Tensor Layout
The tensor layout attribute captures how tensor data is sharded across a grid of devices, cores, and is laid out in memory.
Motivation / High level goals
- Logical shapes: Keep the original tensor shape and rank intact and agnostic to underlying storage layout. Keeping the logical shapes not only makes some graph transformations vastly simpler, in particular convs, but it makes the lowered IR much easier to read and reason about. The original tensor shapes leave breadcrumbs that make it much easier to map back to the input representation.
- Flexible sharding: Enable flexibility in choosing grid shape, to get better parallelization and avoid resharding.
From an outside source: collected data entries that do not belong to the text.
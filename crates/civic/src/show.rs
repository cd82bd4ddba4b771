// SPDX-FileCopyrightText: 2026 Civic Contributors
// SPDX-License-Identifier: MIT OR Apache-2.0

//! `civic show` and `civic select` command implementations.

use std::path::Path;

use civic_config::CivicConfig;
use civic_core::traits::SelectionStore;
use civic_core::types::{Collection, Page, PageRequest, RegionSelection, Slot};
use civic_core::CivicError;
use civic_plugin::discover_descriptors;
use civic_sync::{SyncEngine, select_region};
use serde_json::Value;

/// Print one page of `collection` as JSON.
pub async fn run_show(
    engine: &SyncEngine,
    collection: Collection,
    offset: usize,
    limit: usize,
) -> Result<Page<Value>, CivicError> {
    let page = engine
        .list_json(collection, PageRequest::new(offset, limit))
        .await?;
    println!("{}", serde_json::to_string_pretty(&page)?);
    Ok(page)
}

/// Persist a region selection. Takes effect at the next startup.
pub async fn run_select(
    config: &CivicConfig,
    selections: &dyn SelectionStore,
    slot: Slot,
    name: &str,
) -> Result<RegionSelection, CivicError> {
    let descriptors = discover_descriptors(Path::new(&config.plugins.directory))?;
    let selection = select_region(selections, &descriptors, slot, name).await?;
    println!("civic: {} region set to {}", selection.slot, selection.name);
    Ok(selection)
}
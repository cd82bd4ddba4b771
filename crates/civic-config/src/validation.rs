// SPDX-FileCopyrightText: 2026 Civic Contributors
// SPDX-License-Identifier: MIT OR Apache-2.0

//! Post-deserialization validation for configuration values.

use crate::diagnostic::ConfigError;
use crate::model::CivicConfig;

const LOG_LEVELS: [&str; 5] = ["trace", "debug", "info", "warn", "error"];

/// Shortest accepted scheduled sync interval.
pub const MIN_INTERVAL_SECS: u64 = 60;

/// Validate a deserialized configuration. Collects every error instead of
/// failing fast.
pub fn validate_config(config: &CivicConfig) -> Result<(), Vec<ConfigError>> {
    let mut errors = Vec::new();

    if !LOG_LEVELS.contains(&config.log.level.to_ascii_lowercase().as_str()) {
        errors.push(ConfigError::Validation {
            message: format!(
                "log.level `{}` must be one of: {}",
                config.log.level,
                LOG_LEVELS.join(", ")
            ),
        });
    }

    if config.plugins.directory.trim().is_empty() {
        errors.push(ConfigError::Validation {
            message: "plugins.directory must not be empty".to_string(),
        });
    }

    if config.plugins.federal.trim().is_empty() {
        errors.push(ConfigError::Validation {
            message: "plugins.federal must not be empty".to_string(),
        });
    }

    if let Some(local) = &config.plugins.local_region {
        if local.trim().is_empty() {
            errors.push(ConfigError::Validation {
                message: "plugins.local_region must not be empty when set".to_string(),
            });
        } else if *local == config.plugins.federal {
            errors.push(ConfigError::Validation {
                message: format!(
                    "plugins.local_region `{local}` cannot also be the federal plugin"
                ),
            });
        }
    }

    if config.storage.database_path.trim().is_empty() {
        errors.push(ConfigError::Validation {
            message: "storage.database_path must not be empty".to_string(),
        });
    }

    if config.sync.interval_secs < MIN_INTERVAL_SECS {
        errors.push(ConfigError::Validation {
            message: format!(
                "sync.interval_secs must be at least {MIN_INTERVAL_SECS}, got {}",
                config.sync.interval_secs
            ),
        });
    }

    if errors.is_empty() {
        Ok(())
    } else {
        Err(errors)
    }
}

#[cfg(test)]
mod tests {
    use super::*;

    fn has_message(errors: &[ConfigError], needle: &str) -> bool {
        errors
            .iter()
            .any(|e| matches!(e, ConfigError::Validation { message } if message.contains(needle)))
    }

    #[test]
    fn default_config_validates() {
        assert!(validate_config(&CivicConfig::default()).is_ok());
    }

    #[test]
    fn empty_database_path_fails_validation() {
        let mut config = CivicConfig::default();
        config.storage.database_path = "".to_string();
        let errors = validate_config(&config).unwrap_err();
        assert!(has_message(&errors, "database_path"));
    }

    #[test]
    fn local_region_cannot_be_federal() {
        let mut config = CivicConfig::default();
        config.plugins.local_region = Some("federal".to_string());
        let errors = validate_config(&config).unwrap_err();
        assert!(has_message(&errors, "cannot also be the federal plugin"));
    }

    #[test]
    fn collects_every_error() {
        let mut config = CivicConfig::default();
        config.log.level = "loud".to_string();
        config.plugins.directory = " ".to_string();
        config.sync.interval_secs = 5;
        let errors = validate_config(&config).unwrap_err();
        assert_eq!(errors.len(), 3);
        assert!(has_message(&errors, "log.level"));
        assert!(has_message(&errors, "plugins.directory"));
        assert!(has_message(&errors, "sync.interval_secs"));
    }

    #[test]
    fn log_level_is_case_insensitive() {
        let mut config = CivicConfig::default();
        config.log.level = "DEBUG".to_string();
        assert!(validate_config(&config).is_ok());
    }
}
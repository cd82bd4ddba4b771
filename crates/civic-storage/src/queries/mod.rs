// SPDX-FileCopyrightText: 2026 Civic Contributors
// SPDX-License-Identifier: MIT OR Apache-2.0

//! Typed query modules, one per table.

pub mod records;
pub mod selections;

use chrono::{DateTime, SecondsFormat, Utc};
use rusqlite::types::Type;

/// Fixed-width RFC 3339 so stored timestamps sort lexically.
pub(crate) fn format_ts(ts: DateTime<Utc>) -> String {
    ts.to_rfc3339_opts(SecondsFormat::Micros, true)
}

pub(crate) fn parse_ts(idx: usize, raw: &str) -> rusqlite::Result<DateTime<Utc>> {
    DateTime::parse_from_rfc3339(raw)
        .map(|ts| ts.with_timezone(&Utc))
        .map_err(|e| rusqlite::Error::FromSqlConversionFailure(idx, Type::Text, Box::new(e)))
}

pub(crate) fn parse_json(idx: usize, raw: &str) -> rusqlite::Result<serde_json::Value> {
    serde_json::from_str(raw)
        .map_err(|e| rusqlite::Error::FromSqlConversionFailure(idx, Type::Text, Box::new(e)))
}
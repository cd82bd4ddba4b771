// SPDX-FileCopyrightText: 2026 Civic Contributors
// SPDX-License-Identifier: MIT OR Apache-2.0

//! Startup wiring from a plugin directory through registration and sync.

use std::fs;
use std::sync::Arc;

use civic_config::CivicConfig;
use civic_core::descriptor::RegionPluginDescriptor;
use civic_core::traits::{RegionPlugin, SelectionStore};
use civic_core::types::{DataType, Slot};
use civic_core::CivicError;
use civic_plugin::{PluginFactory, PluginLoader, PluginRegistry};
use civic_sync::{SlotOutcome, SyncEngine, bootstrap, select_region};
use civic_test_utils::{MemoryRecordStore, MemorySelectionStore, StaticFetcher};
use serde_json::json;
use tempfile::TempDir;
use tracing_test::traced_test;

const CONTRIBUTIONS_URL: &str = "https://fec.test/contributions";

fn write_plugins(dir: &TempDir) {
    let california = json!({
        "name": "california",
        "displayName": "California",
        "description": "State of California",
        "version": "1.0.0",
        "config": {
            "regionId": "ca",
            "stateCode": "CA",
            "dataSources": [
                { "url": "https://ca.test/props", "dataType": "propositions", "contentGoal": "measures" }
            ]
        }
    });
    let federal = json!({
        "name": "federal",
        "displayName": "Federal",
        "description": "Federal campaign finance",
        "version": "1.0.0",
        "config": {
            "regionId": "us",
            "dataSources": [{
                "url": CONTRIBUTIONS_URL,
                "dataType": "campaign_finance",
                "contentGoal": "contributions",
                "api": { "queryParams": { "contributor_state": "${stateCode}", "per_page": 100 } },
                "bulk": { "filters": { "state": "${stateCode}" } }
            }]
        }
    });
    fs::write(dir.path().join("california.json"), california.to_string()).unwrap();
    fs::write(dir.path().join("federal.json"), federal.to_string()).unwrap();
}

fn config(dir: &TempDir, local_region: Option<&str>) -> CivicConfig {
    let mut config = CivicConfig::default();
    config.plugins.directory = dir.path().display().to_string();
    config.plugins.local_region = local_region.map(str::to_string);
    config
}

fn fetcher() -> Arc<StaticFetcher> {
    Arc::new(StaticFetcher::new().with_items(
        CONTRIBUTIONS_URL,
        vec![json!({
            "contributions": [{
                "externalId": "k1", "committeeId": "c1",
                "contributorName": "Pat", "amount": 50
            }]
        })],
    ))
}

#[tokio::test]
async fn federal_config_is_resolved_from_local_region() {
    let dir = TempDir::new().unwrap();
    write_plugins(&dir);
    let fetcher = fetcher();
    let loader = PluginLoader::new(fetcher.clone());
    let registry = Arc::new(PluginRegistry::new());
    let selections = MemorySelectionStore::new();

    let report = bootstrap(&config(&dir, Some("california")), &selections, &loader, &registry)
        .await
        .unwrap();
    assert_eq!(report.discovered, 2);
    assert!(report.local.is_registered());
    assert!(report.federal.is_registered());
    assert!(report.warnings.is_empty(), "{:?}", report.warnings);

    let engine = SyncEngine::new(registry, Arc::new(MemoryRecordStore::new()));
    let results = engine.sync_all().await;
    let finance = results
        .iter()
        .find(|r| r.data_type == DataType::CampaignFinance)
        .unwrap();
    assert_eq!(finance.items_processed, 1);

    let federal_source = fetcher
        .requested()
        .await
        .into_iter()
        .find(|s| s.url == CONTRIBUTIONS_URL)
        .unwrap();
    assert_eq!(
        federal_source.param("api/queryParams/contributor_state"),
        Some(&json!("CA"))
    );
    assert_eq!(federal_source.param("bulk/filters/state"), Some(&json!("CA")));
    assert_eq!(federal_source.param("api/queryParams/per_page"), Some(&json!(100)));

    let persisted = selections.find_active_local().await.unwrap().unwrap();
    assert_eq!(persisted.name, "california");
    assert_eq!(selections.find_federal().await.unwrap().unwrap().name, "federal");
}

#[traced_test]
#[tokio::test]
async fn without_local_region_federal_keeps_tokens_and_warns() {
    let dir = TempDir::new().unwrap();
    write_plugins(&dir);
    let fetcher = fetcher();
    let loader = PluginLoader::new(fetcher.clone());
    let registry = Arc::new(PluginRegistry::new());

    let report = bootstrap(&config(&dir, None), &MemorySelectionStore::new(), &loader, &registry)
        .await
        .unwrap();
    assert_eq!(report.local, SlotOutcome::Absent);
    assert!(report.federal.is_registered());
    assert!(report.warnings.iter().any(|w| w.contains("left unresolved")));
    assert!(logs_contain("no active local region"));

    SyncEngine::new(registry, Arc::new(MemoryRecordStore::new()))
        .sync_all()
        .await;
    let federal_source = fetcher.requested().await.pop().unwrap();
    assert_eq!(
        federal_source.param("api/queryParams/contributor_state"),
        Some(&json!("${stateCode}"))
    );
}

#[tokio::test]
async fn persisted_selection_wins_over_config() {
    let dir = TempDir::new().unwrap();
    write_plugins(&dir);
    fs::write(
        dir.path().join("texas.json"),
        civic_test_utils::fixtures::descriptor_json("texas", "tx", &[DataType::Meetings]).to_string(),
    )
    .unwrap();
    let loader = PluginLoader::new(fetcher());
    let registry = Arc::new(PluginRegistry::new());
    let selections = MemorySelectionStore::new();

    let descriptors = civic_plugin::discover_descriptors(dir.path()).unwrap();
    select_region(&selections, &descriptors, Slot::Local, "texas")
        .await
        .unwrap();

    let report = bootstrap(&config(&dir, Some("california")), &selections, &loader, &registry)
        .await
        .unwrap();
    assert_eq!(
        report.local,
        SlotOutcome::Registered {
            name: "texas".to_string()
        }
    );
    assert_eq!(registry.get_local().await.unwrap().name(), "texas");
}

#[tokio::test]
async fn persisted_federal_selection_wins_over_config() {
    let dir = TempDir::new().unwrap();
    write_plugins(&dir);
    fs::write(
        dir.path().join("fec2.json"),
        civic_test_utils::fixtures::descriptor_json("fec2", "us", &[DataType::CampaignFinance])
            .to_string(),
    )
    .unwrap();
    let loader = PluginLoader::new(fetcher());
    let registry = Arc::new(PluginRegistry::new());
    let selections = MemorySelectionStore::new();

    let descriptors = civic_plugin::discover_descriptors(dir.path()).unwrap();
    select_region(&selections, &descriptors, Slot::Federal, "fec2")
        .await
        .unwrap();

    let report = bootstrap(&config(&dir, Some("california")), &selections, &loader, &registry)
        .await
        .unwrap();
    assert_eq!(
        report.federal,
        SlotOutcome::Registered {
            name: "fec2".to_string()
        }
    );
    assert_eq!(registry.get_federal().await.unwrap().name(), "fec2");
    assert_eq!(selections.find_federal().await.unwrap().unwrap().name, "fec2");
}

struct RefusingFactory;

impl PluginFactory for RefusingFactory {
    fn create(&self, _: &RegionPluginDescriptor) -> Result<Arc<dyn RegionPlugin>, CivicError> {
        Err(CivicError::Internal("missing API key".into()))
    }
}

#[tokio::test]
async fn local_failure_does_not_block_federal() {
    let dir = TempDir::new().unwrap();
    write_plugins(&dir);
    let loader = PluginLoader::new(fetcher()).with_factory("california", Arc::new(RefusingFactory));
    let registry = Arc::new(PluginRegistry::new());

    let report = bootstrap(
        &config(&dir, Some("california")),
        &MemorySelectionStore::new(),
        &loader,
        &registry,
    )
    .await
    .unwrap();
    match &report.local {
        SlotOutcome::Failed { name, error } => {
            assert_eq!(name, "california");
            assert!(error.contains("missing API key"));
        }
        other => panic!("unexpected local outcome: {other:?}"),
    }
    assert!(report.federal.is_registered());
    assert!(registry.get_local().await.is_none());
    assert!(registry.get_federal().await.is_some());
}

#[tokio::test]
async fn invalid_descriptor_aborts_startup() {
    let dir = TempDir::new().unwrap();
    write_plugins(&dir);
    fs::write(dir.path().join("zz-broken.json"), r#"{ "name": "broken" }"#).unwrap();
    let loader = PluginLoader::new(fetcher());

    let err = bootstrap(
        &config(&dir, Some("california")),
        &MemorySelectionStore::new(),
        &loader,
        &PluginRegistry::new(),
    )
    .await
    .unwrap_err();
    assert!(matches!(err, CivicError::Validation { .. }));
}

#[tokio::test]
async fn selecting_an_unknown_region_fails() {
    let err = select_region(&MemorySelectionStore::new(), &[], Slot::Local, "atlantis")
        .await
        .unwrap_err();
    assert!(err.to_string().contains("atlantis"));
}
This is particularly important in cases where tensor shapes are not clean powers of two and would otherwise force our hand in choosing non-optimal grid shapes.
- Logical-Physical Isomorphism: Encode this information with just a few attributes to enable derived conversions from logical to physical layout and back.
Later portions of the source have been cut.